2. There must be a way for individuals to discover what personal information is
recorded about them and how it is used.
3. There must be a way for individuals to prevent personal information obtained for
one purpose from being used or made available for other purposes without their
consent.
4. There must be a way for individuals to correct or amend information about
themselves.
The monitoring of people's movements and actions through the use of biometrics
increases the transparency of individuals' behavior to organizations and
governments.
Until very recent times, the vast majority of actions and transactions undertaken by
people were anonymous, or were identified only to the extent that an observer saw them
and might remember them, but no records of the event were kept.
Corporations and government agencies have been working very hard to deny people
the ability to keep their transactions anonymous.

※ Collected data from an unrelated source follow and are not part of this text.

impl SignatureBundle {
    /// Bundle a signature over `message`, which is not embedded
    pub fn detached(
        signature: &[u8],
        message: &[u8],
        chain: &[Vec<u8>],
        include: IncludeCerts,
    ) -> Self {
        let mut bundle = Self::with_certificates(include.select(chain));
        bundle.message_signature = Some(MessageSignature {
            message_digest: MessageDigest {
                algorithm: DIGEST_SHA2_256.to_string(),
                digest: STANDARD.encode(Sha256::digest(message)),
            },
            signature: STANDARD.encode(signature),
        });
        bundle
    }

    /// Bundle `payload` with a signature over its [`pae`]
    pub fn attached(
        signature: &[u8],
        payload: &[u8],
        chain: &[Vec<u8>],
        include: IncludeCerts,
    ) -> Self {
        let mut bundle = Self::with_certificates(include.select(chain));
        bundle.dsse_envelope = Some(DsseEnvelope {
            payload: STANDARD.encode(payload),
            payload_type: PAYLOAD_TYPE.to_string(),
            signatures: vec![DsseSignature {
                sig: STANDARD.encode(signature),
                keyid: String::new(),
            }],
        });
        bundle
    }

    /// A lone leaf goes in the v0.3 `certificate` field; anything else
    /// needs the v0.1 chain.
    fn with_certificates(certificates: &[Vec<u8>]) -> Self {
        let raw = |der: &Vec<u8>| RawCertificate {
            raw_bytes: STANDARD.encode(der),
        };
        let (media_type, certificate, chain) = match certificates {
            [leaf] => (MEDIA_TYPE_V03, Some(raw(leaf)), None),
            _ => (
                MEDIA_TYPE_V01,
                None,
                Some(X509CertificateChain {
                    certificates: certificates.iter().map(raw).collect(),
                }),
            ),
        };
        Self {
            media_type: media_type.to_string(),
            verification_material: VerificationMaterial {
                certificate,
                x509_certificate_chain: chain,
                tlog_entries: Vec::new(),
                timestamp_verification_data: None,
            },
            message_signature: None,
            dsse_envelope: None,
        }
    }

    pub fn with_tlog_entry(mut self, entry: TlogEntry) -> Self {
        self.verification_material.tlog_entries.push(entry);
        self
    }

    pub fn with_timestamp(mut self, token: &[u8]) -> Self {
        let timestamp = Rfc3161Timestamp {
            signed_timestamp: STANDARD.encode(token),
        };
        self.verification_material
            .timestamp_verification_data
            .get_or_insert_with(|| TimestampVerificationData {
                rfc3161_timestamps: Vec::new(),
            })
            .rfc3161_timestamps
            .push(timestamp);
        self
    }

    /// Whether the payload travels separately
    pub fn is_detached(&self) -> bool {
        self.dsse_envelope.is_none()
    }

    /// The raw signature
    pub fn signature_bytes(&self) -> Result<Vec<u8>> {
        let encoded = match (&self.message_signature, &self.dsse_envelope) {
            (Some(signature), _) => &signature.signature,
            (None, Some(envelope)) => envelope
                .signatures
                .first()
                .map(|signature| &signature.sig)
                .ok_or_else(|| Error::Signature("envelope carries no signature".to_string()))?,
            (None, None) => return Err(Error::Signature("bundle carries no signature".to_string())),
        };
        decode_field("signature", encoded)
    }

    /// The embedded payload, if any
    pub fn content_bytes(&self) -> Result<Option<Vec<u8>>> {
        self.dsse_envelope
            .as_ref()
            .map(|envelope| decode_field("payload", &envelope.payload))
            .transpose()
    }

    /// The bytes the signature was computed over, given the payload
    pub fn signing_input(&self, payload: &[u8]) -> Vec<u8> {
        match &self.dsse_envelope {
            Some(envelope) => pae(&envelope.payload_type, payload),
            None => payload.to_vec(),
        }
    }

    /// Check a detached payload against the recorded digest
    pub fn check_digest(&self, payload: &[u8]) -> Result<()> {
        let Some(signature) = &self.message_signature else {
            return Ok(());
        };
        let recorded = decode_field("digest", &signature.message_digest.digest)?;
        if recorded != Sha256::digest(payload).as_slice() {
            return Err(Error::Verify("payload does not match the signed digest".to_string()));
        }
        Ok(())
    }

    /// The signing certificate, DER encoded
    pub fn leaf_certificate(&self) -> Result<Vec<u8>> {
        let material = &self.verification_material;
        let leaf = material
            .certificate
            .as_ref()
            .or_else(|| {
                material
                    .x509_certificate_chain
                    .as_ref()
                    .and_then(|chain| chain.certificates.first())
            })
            .ok_or_else(|| Error::Signature("signature carries no certificate".to_string()))?;
        decode_field("certificate", &leaf.raw_bytes)
    }

    /// The transparency log entry, if the signature was logged
    pub fn tlog_entry(&self) -> Option<&TlogEntry> {
        self.verification_material.tlog_entries.first()
    }

    /// When the signature was made: the log's integration time
    pub fn signed_at(&self) -> Result<DateTime<Utc>> {
        let entry = self.tlog_entry().ok_or_else(|| {
            Error::Signature("signature carries no transparency log entry".to_string())
        })?;
        DateTime::from_timestamp(entry.integrated_time, 0).ok_or_else(|| {
            Error::Signature(format!("invalid integrated time {}", entry.integrated_time))
        })
    }

    /// Serialize, optionally PEM-armored
    pub fn to_bytes(&self, armored: bool) -> Result<Vec<u8>> {
        let json = serde_json::to_vec(self)
            .map_err(|e| Error::Signature(format!("failed to encode bundle: {}", e)))?;
        if armored {
            Ok(armor(ARMOR_LABEL, &json)?.into_bytes())
        } else {
            Ok(json)
        }
    }

    /// Parse a bundle, armored or not
    pub fn from_bytes(bytes: &[u8]) -> Result<Self> {
        let trimmed = bytes.trim_ascii_start();
        let json = if trimmed.starts_with(b"-----BEGIN") {
            dearmor(ARMOR_LABEL, trimmed)?
        } else {
            bytes.to_vec()
        };

        let bundle: SignatureBundle = serde_json::from_slice(&json)
            .map_err(|e| Error::Signature(format!("failed to parse bundle: {}", e)))?;
        if !KNOWN_MEDIA_TYPES.contains(&bundle.media_type.as_str()) {
            return Err(Error::Signature(format!(
                "unsupported media type {}",
                bundle.media_type
            )));
        }
        match (&bundle.message_signature, &bundle.dsse_envelope) {
            (Some(signature), None) => {
                if signature.message_digest.algorithm != DIGEST_SHA2_256 {
                    return Err(Error::Signature(format!(
                        "unsupported digest algorithm {}",
                        signature.message_digest.algorithm
                    )));
                }
            }
            (None, Some(_)) => {}
            _ => {
                return Err(Error::Signature(
                    "bundle must carry exactly one of messageSignature and dsseEnvelope"
                        .to_string(),
                ))
            }
        }
        Ok(bundle)
    }
}

fn decode_field(name: &str, value: &str) -> Result<Vec<u8>> {
    STANDARD
        .decode(value)
        .map_err(|e| Error::Signature(format!("invalid base64 in {}: {}", name, e)))
}

/// Wrap bytes in a PEM block
pub fn armor(label: &str, bytes: &[u8]) -> Result<String> {
    pem::encode_string(label, LineEnding::LF, bytes)
        .map_err(|e| Error::Signature(format!("failed to armor signature: {}", e)))
}

/// Unwrap a PEM block, which must carry `label`
pub fn dearmor(label: &str, text: &[u8]) -> Result<Vec<u8>> {
    let (found, bytes) =
        pem::decode_vec(text).map_err(|e| Error::Signature(format!("invalid armor: {}", e)))?;
    if found != label {
        return Err(Error::Signature(format!(
            "expected {} armor, found {}",
            label, found
        )));
    }
    Ok(bytes)
}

As a result of new forms of information technology, the cost of data capture has
plummeted, and huge numbers of transactions are now recorded which would have been
uneconomic to record in the past. These records carry enough information to identify who
the person was who conducted them, and systems are designed so as to readily associate
the data with that person.
Biometric technologies create new capabilities for the association of identity with
transactions that have never been recorded before, such as passing through a door within
a building, across an intersection, or into a public place or an entertainment facility. They
provide a powerful weapon to corporations and governments, whereby yet more of the
remnant anonymity of human action can be stripped away.